§ **YOUR TASK**
List, from the lines below, each one with "impl" in it.

(GIVEN ENTRIES Opens)

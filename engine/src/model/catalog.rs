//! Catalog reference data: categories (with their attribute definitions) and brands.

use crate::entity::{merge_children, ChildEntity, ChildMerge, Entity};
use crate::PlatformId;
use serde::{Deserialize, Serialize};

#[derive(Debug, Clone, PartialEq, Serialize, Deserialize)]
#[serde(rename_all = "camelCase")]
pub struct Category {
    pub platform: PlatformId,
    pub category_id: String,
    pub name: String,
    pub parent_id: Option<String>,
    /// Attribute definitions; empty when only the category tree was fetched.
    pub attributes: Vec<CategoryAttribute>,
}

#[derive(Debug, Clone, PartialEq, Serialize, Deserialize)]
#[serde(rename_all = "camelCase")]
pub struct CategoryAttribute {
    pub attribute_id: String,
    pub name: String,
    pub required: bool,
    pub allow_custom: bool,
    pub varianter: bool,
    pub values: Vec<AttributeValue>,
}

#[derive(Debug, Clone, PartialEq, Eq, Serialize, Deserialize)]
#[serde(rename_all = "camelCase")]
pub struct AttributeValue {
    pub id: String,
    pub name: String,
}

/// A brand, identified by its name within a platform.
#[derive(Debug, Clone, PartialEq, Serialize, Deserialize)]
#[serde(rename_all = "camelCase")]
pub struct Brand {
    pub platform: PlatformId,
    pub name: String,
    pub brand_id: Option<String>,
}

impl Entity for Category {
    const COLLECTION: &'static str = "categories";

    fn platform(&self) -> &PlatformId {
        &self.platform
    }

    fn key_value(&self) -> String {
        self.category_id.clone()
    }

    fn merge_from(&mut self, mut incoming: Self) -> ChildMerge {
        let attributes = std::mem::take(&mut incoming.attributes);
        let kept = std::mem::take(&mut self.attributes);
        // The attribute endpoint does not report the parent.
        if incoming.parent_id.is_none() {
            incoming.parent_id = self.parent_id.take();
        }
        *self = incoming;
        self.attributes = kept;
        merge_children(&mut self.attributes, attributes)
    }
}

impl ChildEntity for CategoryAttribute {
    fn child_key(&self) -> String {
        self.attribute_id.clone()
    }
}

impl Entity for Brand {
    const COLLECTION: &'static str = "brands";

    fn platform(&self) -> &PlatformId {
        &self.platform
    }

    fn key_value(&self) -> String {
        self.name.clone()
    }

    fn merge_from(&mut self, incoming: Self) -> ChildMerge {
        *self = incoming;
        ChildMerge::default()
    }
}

(GIVEN ENTRIES Closes)
(GIVEN ENTRIES Opens)

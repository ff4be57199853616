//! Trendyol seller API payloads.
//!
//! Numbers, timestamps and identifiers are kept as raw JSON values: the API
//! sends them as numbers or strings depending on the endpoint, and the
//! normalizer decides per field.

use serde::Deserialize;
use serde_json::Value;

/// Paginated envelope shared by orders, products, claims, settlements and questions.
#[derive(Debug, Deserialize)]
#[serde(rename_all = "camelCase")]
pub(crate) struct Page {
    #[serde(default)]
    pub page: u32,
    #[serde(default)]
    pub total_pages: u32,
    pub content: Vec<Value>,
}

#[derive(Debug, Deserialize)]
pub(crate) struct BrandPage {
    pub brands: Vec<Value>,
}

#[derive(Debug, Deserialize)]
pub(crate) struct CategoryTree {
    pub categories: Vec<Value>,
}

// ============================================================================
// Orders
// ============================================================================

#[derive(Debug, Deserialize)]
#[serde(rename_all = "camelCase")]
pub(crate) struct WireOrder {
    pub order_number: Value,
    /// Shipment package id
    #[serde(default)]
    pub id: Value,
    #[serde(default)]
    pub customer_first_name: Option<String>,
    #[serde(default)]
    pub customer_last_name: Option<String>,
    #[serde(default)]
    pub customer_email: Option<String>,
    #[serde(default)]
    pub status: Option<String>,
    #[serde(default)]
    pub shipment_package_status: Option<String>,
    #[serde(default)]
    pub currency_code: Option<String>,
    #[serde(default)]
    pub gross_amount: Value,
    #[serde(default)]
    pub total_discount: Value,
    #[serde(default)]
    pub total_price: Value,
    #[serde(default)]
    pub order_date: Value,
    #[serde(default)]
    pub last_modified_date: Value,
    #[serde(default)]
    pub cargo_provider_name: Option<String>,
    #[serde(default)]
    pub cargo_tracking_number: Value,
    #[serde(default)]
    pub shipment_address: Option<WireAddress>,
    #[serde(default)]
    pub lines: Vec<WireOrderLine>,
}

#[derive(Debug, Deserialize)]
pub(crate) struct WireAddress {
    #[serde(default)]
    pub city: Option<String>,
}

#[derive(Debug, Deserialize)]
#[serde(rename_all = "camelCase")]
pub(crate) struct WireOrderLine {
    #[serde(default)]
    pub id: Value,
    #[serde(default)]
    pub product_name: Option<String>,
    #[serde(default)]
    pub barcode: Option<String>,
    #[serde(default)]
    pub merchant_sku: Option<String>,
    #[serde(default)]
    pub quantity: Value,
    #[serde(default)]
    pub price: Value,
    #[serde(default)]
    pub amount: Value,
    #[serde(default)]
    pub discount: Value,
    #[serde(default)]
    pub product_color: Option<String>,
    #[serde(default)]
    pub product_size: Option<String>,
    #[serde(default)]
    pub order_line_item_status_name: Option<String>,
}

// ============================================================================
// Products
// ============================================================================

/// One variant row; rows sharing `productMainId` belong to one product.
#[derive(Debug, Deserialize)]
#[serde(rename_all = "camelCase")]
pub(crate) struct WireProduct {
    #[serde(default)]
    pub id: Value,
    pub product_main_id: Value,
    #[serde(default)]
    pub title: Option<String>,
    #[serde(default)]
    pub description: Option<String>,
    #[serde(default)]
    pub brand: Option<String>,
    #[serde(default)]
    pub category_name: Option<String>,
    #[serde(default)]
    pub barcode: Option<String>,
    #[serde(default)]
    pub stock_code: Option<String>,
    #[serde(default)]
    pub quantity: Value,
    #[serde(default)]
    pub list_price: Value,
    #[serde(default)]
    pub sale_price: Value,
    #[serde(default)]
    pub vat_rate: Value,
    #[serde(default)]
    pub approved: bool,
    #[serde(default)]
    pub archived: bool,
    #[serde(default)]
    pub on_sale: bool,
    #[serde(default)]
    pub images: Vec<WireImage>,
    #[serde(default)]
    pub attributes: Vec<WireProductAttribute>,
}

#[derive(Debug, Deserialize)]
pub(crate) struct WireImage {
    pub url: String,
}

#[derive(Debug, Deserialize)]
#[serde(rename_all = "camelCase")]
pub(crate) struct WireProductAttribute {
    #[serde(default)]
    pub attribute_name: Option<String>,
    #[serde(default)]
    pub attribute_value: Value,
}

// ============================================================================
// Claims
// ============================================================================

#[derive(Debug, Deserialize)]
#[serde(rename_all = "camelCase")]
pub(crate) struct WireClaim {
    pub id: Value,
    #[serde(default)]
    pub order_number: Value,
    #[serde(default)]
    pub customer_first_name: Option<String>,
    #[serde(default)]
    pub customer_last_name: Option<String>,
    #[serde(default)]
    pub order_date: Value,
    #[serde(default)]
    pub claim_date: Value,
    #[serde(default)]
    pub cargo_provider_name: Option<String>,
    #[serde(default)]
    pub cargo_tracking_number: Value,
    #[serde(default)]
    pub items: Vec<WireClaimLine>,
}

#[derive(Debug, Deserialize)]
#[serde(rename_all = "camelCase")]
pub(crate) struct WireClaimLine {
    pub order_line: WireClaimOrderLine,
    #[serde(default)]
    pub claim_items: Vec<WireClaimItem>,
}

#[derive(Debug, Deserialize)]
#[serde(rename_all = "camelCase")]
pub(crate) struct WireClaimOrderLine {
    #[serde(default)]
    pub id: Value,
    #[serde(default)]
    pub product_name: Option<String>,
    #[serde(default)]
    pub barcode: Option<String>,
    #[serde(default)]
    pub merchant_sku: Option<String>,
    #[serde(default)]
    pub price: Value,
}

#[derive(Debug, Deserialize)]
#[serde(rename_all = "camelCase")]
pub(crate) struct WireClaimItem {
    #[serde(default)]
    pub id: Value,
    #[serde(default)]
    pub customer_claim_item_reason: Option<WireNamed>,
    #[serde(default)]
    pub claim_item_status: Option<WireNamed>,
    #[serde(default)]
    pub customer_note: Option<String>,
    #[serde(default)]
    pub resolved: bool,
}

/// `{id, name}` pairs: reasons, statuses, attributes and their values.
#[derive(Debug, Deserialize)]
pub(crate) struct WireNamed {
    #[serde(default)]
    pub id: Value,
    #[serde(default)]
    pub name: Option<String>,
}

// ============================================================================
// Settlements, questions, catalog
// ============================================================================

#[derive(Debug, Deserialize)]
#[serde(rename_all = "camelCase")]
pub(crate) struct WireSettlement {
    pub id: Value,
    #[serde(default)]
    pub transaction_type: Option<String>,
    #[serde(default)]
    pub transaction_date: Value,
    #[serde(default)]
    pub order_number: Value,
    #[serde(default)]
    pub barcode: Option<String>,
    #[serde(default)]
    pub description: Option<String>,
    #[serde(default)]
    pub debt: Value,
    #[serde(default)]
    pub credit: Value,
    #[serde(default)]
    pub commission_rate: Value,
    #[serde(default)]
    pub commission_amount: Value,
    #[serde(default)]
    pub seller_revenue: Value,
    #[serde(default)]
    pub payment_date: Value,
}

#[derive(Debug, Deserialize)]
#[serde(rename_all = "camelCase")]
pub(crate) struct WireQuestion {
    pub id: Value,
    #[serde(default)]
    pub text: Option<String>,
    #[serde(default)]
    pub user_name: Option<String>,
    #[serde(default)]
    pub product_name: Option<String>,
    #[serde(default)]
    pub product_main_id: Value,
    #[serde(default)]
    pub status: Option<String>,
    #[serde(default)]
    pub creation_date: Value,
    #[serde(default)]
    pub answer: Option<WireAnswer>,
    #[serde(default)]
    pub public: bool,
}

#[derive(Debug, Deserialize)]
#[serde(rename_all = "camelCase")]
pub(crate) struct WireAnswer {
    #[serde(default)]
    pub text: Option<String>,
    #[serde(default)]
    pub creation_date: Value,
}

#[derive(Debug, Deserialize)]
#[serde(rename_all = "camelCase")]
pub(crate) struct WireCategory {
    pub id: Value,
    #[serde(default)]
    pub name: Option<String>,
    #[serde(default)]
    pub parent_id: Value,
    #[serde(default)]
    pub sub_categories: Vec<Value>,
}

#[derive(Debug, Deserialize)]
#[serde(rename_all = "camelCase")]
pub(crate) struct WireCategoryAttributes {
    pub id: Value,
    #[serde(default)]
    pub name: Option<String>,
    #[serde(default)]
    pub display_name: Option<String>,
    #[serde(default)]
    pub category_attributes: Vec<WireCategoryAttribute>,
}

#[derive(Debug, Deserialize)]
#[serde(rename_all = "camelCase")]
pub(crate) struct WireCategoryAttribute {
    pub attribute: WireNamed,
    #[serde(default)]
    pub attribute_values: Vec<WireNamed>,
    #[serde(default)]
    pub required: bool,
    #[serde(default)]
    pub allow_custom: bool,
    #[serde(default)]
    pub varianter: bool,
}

(GIVEN ENTRIES Closes)

§ **RESULT FOR THIS TASK**
impl Entity for Category {
impl ChildEntity for CategoryAttribute {
impl Entity for Brand {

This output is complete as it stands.